Reproduce only the top of the records, down to and including the line containing "pub mod assistant;".

* _The records_
========================================================================
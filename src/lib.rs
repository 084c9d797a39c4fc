//! Wayfinder - navigation session core for an accessible pedestrian
//! guidance screen
//!
//! A pure state machine drives a fixed walking route, speech preferences
//! and a rule-based assistant; a small tokio runtime owns the state and
//! runs the auto-advance and reroute timers.

pub mod assistant;
pub mod config;
pub mod route;
pub mod runtime;
pub mod settings;
pub mod state_machine;
pub mod view;
//! Session configuration from the environment

use crate::route::Route;
use crate::settings::Language;
use std::time::Duration;
use thiserror::Error;

pub const ADVANCE_SECS_VAR: &str = "WAYFINDER_ADVANCE_SECS";
pub const REROUTE_MS_VAR: &str = "WAYFINDER_REROUTE_MS";
pub const DESTINATION_VAR: &str = "WAYFINDER_DESTINATION";
pub const LANGUAGE_VAR: &str = "WAYFINDER_LANGUAGE";
pub const ACCESSIBLE_VAR: &str = "WAYFINDER_ACCESSIBLE";

const DEFAULT_ADVANCE_INTERVAL: Duration = Duration::from_secs(15);
const DEFAULT_REROUTE_DELAY: Duration = Duration::from_millis(2000);
const DEFAULT_DESTINATION: &str = "Community Center";

#[derive(Debug, Error, PartialEq, Eq)]
#[error("invalid {var}={value:?}: {reason}")]
pub struct ConfigError {
    pub var: &'static str,
    pub value: String,
    pub reason: String,
}

/// Tunables for a navigation session
#[derive(Debug, Clone, PartialEq)]
pub struct SessionConfig {
    pub advance_interval: Duration,
    pub reroute_delay: Duration,
    pub destination: String,
    pub language: Language,
    pub prefer_accessible_paths: bool,
}

impl Default for SessionConfig {
    fn default() -> Self {
        Self {
            advance_interval: DEFAULT_ADVANCE_INTERVAL,
            reroute_delay: DEFAULT_REROUTE_DELAY,
            destination: DEFAULT_DESTINATION.to_string(),
            language: Language::default(),
            prefer_accessible_paths: true,
        }
    }
}

impl SessionConfig {
    pub fn from_env() -> Result<Self, ConfigError> {
        Self::from_lookup(|var| std::env::var(var).ok())
    }

    /// Build from any variable source; unset variables keep their defaults
    pub fn from_lookup(lookup: impl Fn(&str) -> Option<String>) -> Result<Self, ConfigError> {
        let mut config = Self::default();

        if let Some(value) = lookup(ADVANCE_SECS_VAR) {
            let secs = parse_positive(ADVANCE_SECS_VAR, &value)?;
            config.advance_interval = Duration::from_secs(secs);
        }
        if let Some(value) = lookup(REROUTE_MS_VAR) {
            let millis = parse_positive(REROUTE_MS_VAR, &value)?;
            config.reroute_delay = Duration::from_millis(millis);
        }
        if let Some(value) = lookup(DESTINATION_VAR) {
            if value.trim().is_empty() {
                return Err(ConfigError {
                    var: DESTINATION_VAR,
                    value,
                    reason: "must not be blank".to_string(),
                });
            }
            config.destination = value.trim().to_string();
        }
        if let Some(value) = lookup(LANGUAGE_VAR) {
            config.language = value.parse().map_err(|e: crate::settings::SettingsError| {
                ConfigError {
                    var: LANGUAGE_VAR,
                    value: value.clone(),
                    reason: e.to_string(),
                }
            })?;
        }
        if let Some(value) = lookup(ACCESSIBLE_VAR) {
            config.prefer_accessible_paths = parse_bool(ACCESSIBLE_VAR, &value)?;
        }

        Ok(config)
    }

    /// The configured destination must name the route's terminal street,
    /// otherwise the assistant would announce a place the route never reaches
    pub fn check_route(&self, route: &Route) -> Result<(), ConfigError> {
        if self.destination == route.destination() {
            return Ok(());
        }
        Err(ConfigError {
            var: DESTINATION_VAR,
            value: self.destination.clone(),
            reason: format!("route ends at {:?}", route.destination()),
        })
    }
}

fn parse_positive(var: &'static str, value: &str) -> Result<u64, ConfigError> {
    match value.trim().parse::<u64>() {
        Ok(n) if n > 0 => Ok(n),
        Ok(_) => Err(ConfigError {
            var,
            value: value.to_string(),
            reason: "must be greater than zero".to_string(),
        }),
        Err(e) => Err(ConfigError {
            var,
            value: value.to_string(),
            reason: e.to_string(),
        }),
    }
}

fn parse_bool(var: &'static str, value: &str) -> Result<bool, ConfigError> {
    match value.trim().to_ascii_lowercase().as_str() {
        "1" | "true" | "yes" | "on" => Ok(true),
        "0" | "false" | "no" | "off" => Ok(false),
        _ => Err(ConfigError {
            var,
            value: value.to_string(),
            reason: "expected true or false".to_string(),
        }),
    }
}
//! Route data: navigation steps, maneuver tags and routing preferences

use serde::{Deserialize, Serialize};
use thiserror::Error;

/// Distance text carried by the terminal step of every route
pub const ARRIVAL_DISTANCE: &str = "0 meters";

/// Marker shown for maneuver tags outside the known set
pub const DEFAULT_MARKER: &str = "•";

/// Symbolic maneuver type used to pick a visual marker
#[derive(Debug, Clone, Copy, PartialEq, Eq, Hash, Serialize, Deserialize)]
#[serde(rename_all = "snake_case")]
pub enum Maneuver {
    Right,
    Left,
    Straight,
    Roundabout,
    Destination,
    /// Any tag we don't recognize; rendered with the default marker
    #[serde(other)]
    Unknown,
}

impl Maneuver {
    /// Parse a maneuver tag, falling back to `Unknown` instead of failing
    pub fn from_tag(tag: &str) -> Self {
        match tag.trim().to_ascii_lowercase().as_str() {
            "right" => Maneuver::Right,
            "left" => Maneuver::Left,
            "straight" => Maneuver::Straight,
            "roundabout" => Maneuver::Roundabout,
            "destination" => Maneuver::Destination,
            _ => Maneuver::Unknown,
        }
    }

    pub fn marker(self) -> &'static str {
        match self {
            Maneuver::Right => "→",
            Maneuver::Left => "←",
            Maneuver::Straight => "↑",
            Maneuver::Roundabout => "⟲",
            Maneuver::Destination => "🏁",
            Maneuver::Unknown => DEFAULT_MARKER,
        }
    }
}

/// Kind of intersection the step takes place at
#[derive(Debug, Clone, Copy, PartialEq, Eq, Hash, Default, Serialize, Deserialize)]
#[serde(rename_all = "snake_case")]
pub enum IntersectionType {
    Roundabout,
    Destination,
    /// Also the fallback for unrecognized tags
    #[default]
    #[serde(other)]
    Standard,
}

impl IntersectionType {
    pub fn from_tag(tag: &str) -> Self {
        match tag.trim().to_ascii_lowercase().as_str() {
            "roundabout" => IntersectionType::Roundabout,
            "destination" => IntersectionType::Destination,
            _ => IntersectionType::Standard,
        }
    }
}

/// One instruction in a fixed route
#[derive(Debug, Clone, PartialEq, Eq, Serialize, Deserialize)]
pub struct NavigationStep {
    pub instruction: String,
    pub street: String,
    pub distance: String,
    pub arrow: Maneuver,
    /// Accessibility note: surface texture, signage, crossing aids
    pub path_description: String,
    /// Empty when there is no lane guidance to show
    #[serde(default)]
    pub lane_guidance: String,
    #[serde(default)]
    pub intersection_type: IntersectionType,
}

impl NavigationStep {
    pub fn new(
        instruction: impl Into<String>,
        street: impl Into<String>,
        distance: impl Into<String>,
        arrow: Maneuver,
    ) -> Self {
        Self {
            instruction: instruction.into(),
            street: street.into(),
            distance: distance.into(),
            arrow,
            path_description: String::new(),
            lane_guidance: String::new(),
            intersection_type: IntersectionType::Standard,
        }
    }

    pub fn with_path_description(mut self, description: impl Into<String>) -> Self {
        self.path_description = description.into();
        self
    }

    pub fn with_lane_guidance(mut self, guidance: impl Into<String>) -> Self {
        self.lane_guidance = guidance.into();
        self
    }

    pub fn with_intersection(mut self, intersection_type: IntersectionType) -> Self {
        self.intersection_type = intersection_type;
        self
    }

    pub fn has_lane_guidance(&self) -> bool {
        !self.lane_guidance.trim().is_empty()
    }

    pub fn is_destination(&self) -> bool {
        self.arrow == Maneuver::Destination && self.distance == ARRIVAL_DISTANCE
    }
}

/// Errors building a route
#[derive(Debug, Error, PartialEq, Eq)]
pub enum RouteError {
    #[error("route has no steps")]
    Empty,
    #[error("last step must be a destination at \"0 meters\", got {arrow:?} at {distance:?}")]
    MissingDestination { arrow: Maneuver, distance: String },
}

/// A non-empty step sequence whose last step is the destination
#[derive(Debug, Clone, PartialEq, Eq, Serialize)]
pub struct Route {
    steps: Vec<NavigationStep>,
}

impl Route {
    pub fn new(steps: Vec<NavigationStep>) -> Result<Self, RouteError> {
        let last = steps.last().ok_or(RouteError::Empty)?;
        if !last.is_destination() {
            return Err(RouteError::MissingDestination {
                arrow: last.arrow,
                distance: last.distance.clone(),
            });
        }
        Ok(Self { steps })
    }

    /// The built-in walking route to the community center
    pub fn demo() -> Self {
        Self {
            steps: vec![
                NavigationStep::new("Turn right", "Main Street", "200 meters", Maneuver::Right)
                    .with_path_description("Wide sidewalk with tactile paving and good lighting")
                    .with_lane_guidance("Move to the rightmost lane before turning"),
                NavigationStep::new(
                    "Continue straight",
                    "Main Street",
                    "400 meters",
                    Maneuver::Straight,
                )
                .with_path_description(
                    "Pedestrian crossing with audible signal and countdown timer",
                )
                .with_lane_guidance("Stay in current lane"),
                NavigationStep::new(
                    "Take the second exit",
                    "Park Avenue",
                    "150 meters",
                    Maneuver::Roundabout,
                )
                .with_path_description("Roundabout with pedestrian islands and clear signage")
                .with_lane_guidance("Use the right lane to take the second exit")
                .with_intersection(IntersectionType::Roundabout),
                NavigationStep::new("Turn left", "Oak Street", "300 meters", Maneuver::Left)
                    .with_path_description("Crosswalk with countdown timer and accessible ramp")
                    .with_lane_guidance("Move to the leftmost lane before turning"),
                NavigationStep::new(
                    "You have arrived",
                    "Community Center",
                    ARRIVAL_DISTANCE,
                    Maneuver::Destination,
                )
                .with_path_description("Accessible entrance with ramp and automatic doors")
                .with_intersection(IntersectionType::Destination),
            ],
        }
    }

    pub fn steps(&self) -> &[NavigationStep] {
        &self.steps
    }

    pub fn len(&self) -> usize {
        self.steps.len()
    }

    /// Always false; kept for the `len` convention
    pub fn is_empty(&self) -> bool {
        self.steps.is_empty()
    }

    pub fn last_index(&self) -> usize {
        self.steps.len() - 1
    }

    pub fn get(&self, index: usize) -> Option<&NavigationStep> {
        self.steps.get(index)
    }

    /// Street of the terminal step
    pub fn destination(&self) -> &str {
        &self.steps[self.last_index()].street
    }
}

/// Routing flags, fixed for the whole session
#[derive(Debug, Clone, Copy, PartialEq, Eq, Serialize, Deserialize)]
pub struct RoutePreferences {
    pub avoid_tolls: bool,
    pub avoid_highways: bool,
    pub prefer_accessible_paths: bool,
}

impl Default for RoutePreferences {
    fn default() -> Self {
        Self {
            avoid_tolls: false,
            avoid_highways: false,
            prefer_accessible_paths: true,
        }
    }
}

impl RoutePreferences {
    pub fn route_type_label(&self) -> &'static str {
        if self.prefer_accessible_paths {
            "Accessible Route"
        } else {
            "Standard Route"
        }
    }
}
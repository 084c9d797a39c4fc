//! Read-only snapshot of a session for rendering surfaces

use crate::route::NavigationStep;
use crate::state_machine::state::UPCOMING_STEP_COUNT;
use crate::state_machine::{SessionContext, SessionState};
use chrono::{DateTime, TimeZone};
use serde::Serialize;
use std::fmt;

/// One step as a renderer shows it
#[derive(Debug, Clone, PartialEq, Eq, Serialize)]
pub struct StepView {
    pub marker: &'static str,
    pub instruction: String,
    pub street: String,
    pub distance: String,
    #[serde(skip_serializing_if = "Option::is_none")]
    pub lane_guidance: Option<String>,
    #[serde(skip_serializing_if = "Option::is_none")]
    pub path_description: Option<String>,
}

impl From<&NavigationStep> for StepView {
    fn from(step: &NavigationStep) -> Self {
        let non_empty = |text: &str| (!text.trim().is_empty()).then(|| text.to_string());
        Self {
            marker: step.arrow.marker(),
            instruction: step.instruction.clone(),
            street: step.street.clone(),
            distance: step.distance.clone(),
            lane_guidance: non_empty(&step.lane_guidance),
            path_description: non_empty(&step.path_description),
        }
    }
}

/// Everything the navigation screen displays
#[derive(Debug, Clone, PartialEq, Serialize)]
pub struct SessionView {
    pub current: StepView,
    pub upcoming: Vec<StepView>,
    pub minutes_remaining: usize,
    /// Arrival clock time, `HH:MM`
    pub eta: String,
    pub destination: String,
    pub route_type: &'static str,
    pub language: String,
    pub volume: String,
    pub voice: &'static str,
    pub speech_rate: String,
    #[serde(skip_serializing_if = "Option::is_none")]
    pub assistant_message: Option<String>,
    pub arrived: bool,
}

impl SessionView {
    pub fn capture<Tz>(state: &SessionState, context: &SessionContext, now: &DateTime<Tz>) -> Self
    where
        Tz: TimeZone,
        Tz::Offset: fmt::Display,
    {
        let settings = state.audio_settings();
        let message = state.last_assistant_message();
        Self {
            current: StepView::from(state.current_step()),
            upcoming: state
                .upcoming_steps(UPCOMING_STEP_COUNT)
                .iter()
                .map(StepView::from)
                .collect(),
            minutes_remaining: state.estimated_minutes_remaining(),
            eta: state.eta_clock(now),
            destination: context.destination.clone(),
            route_type: context.preferences.route_type_label(),
            language: settings.language.to_string(),
            volume: settings.volume_label(),
            voice: settings.voice_type.label(),
            speech_rate: settings.speech_rate_label(),
            assistant_message: (!message.is_empty()).then(|| message.to_string()),
            arrived: state.is_arrived(),
        }
    }
}

impl fmt::Display for SessionView {
    fn fmt(&self, f: &mut fmt::Formatter<'_>) -> fmt::Result {
        let current = &self.current;
        writeln!(f, "{}  {}", current.marker, current.instruction)?;
        writeln!(f, "   {} · {}", current.street, current.distance)?;
        if let Some(lanes) = &current.lane_guidance {
            writeln!(f, "   Lane Guidance: {lanes}")?;
        }
        if let Some(path) = &current.path_description {
            writeln!(f, "   Path Description: {path}")?;
        }

        if !self.upcoming.is_empty() {
            writeln!(f, "Coming Up")?;
            for step in &self.upcoming {
                writeln!(
                    f,
                    "   {} {} ({} · {})",
                    step.marker, step.instruction, step.street, step.distance
                )?;
            }
        }

        writeln!(
            f,
            "ETA {} · {} min left · {} · {}",
            self.eta, self.minutes_remaining, self.destination, self.route_type
        )?;
        writeln!(
            f,
            "Voice: {} {} at {}, volume {}",
            self.language, self.voice, self.speech_rate, self.volume
        )?;
        if let Some(message) = &self.assistant_message {
            writeln!(f, "Assistant: {message}")?;
        }
        Ok(())
    }
}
========================================================================
* _Response to this task_
filename src/lib.rs
repository 084c9d797a39c4fc
//! Wayfinder - navigation session core for an accessible pedestrian
//! guidance screen
//!
//! A pure state machine drives a fixed walking route, speech preferences
//! and a rule-based assistant; a small tokio runtime owns the state and
//! runs the auto-advance and reroute timers.

pub mod assistant;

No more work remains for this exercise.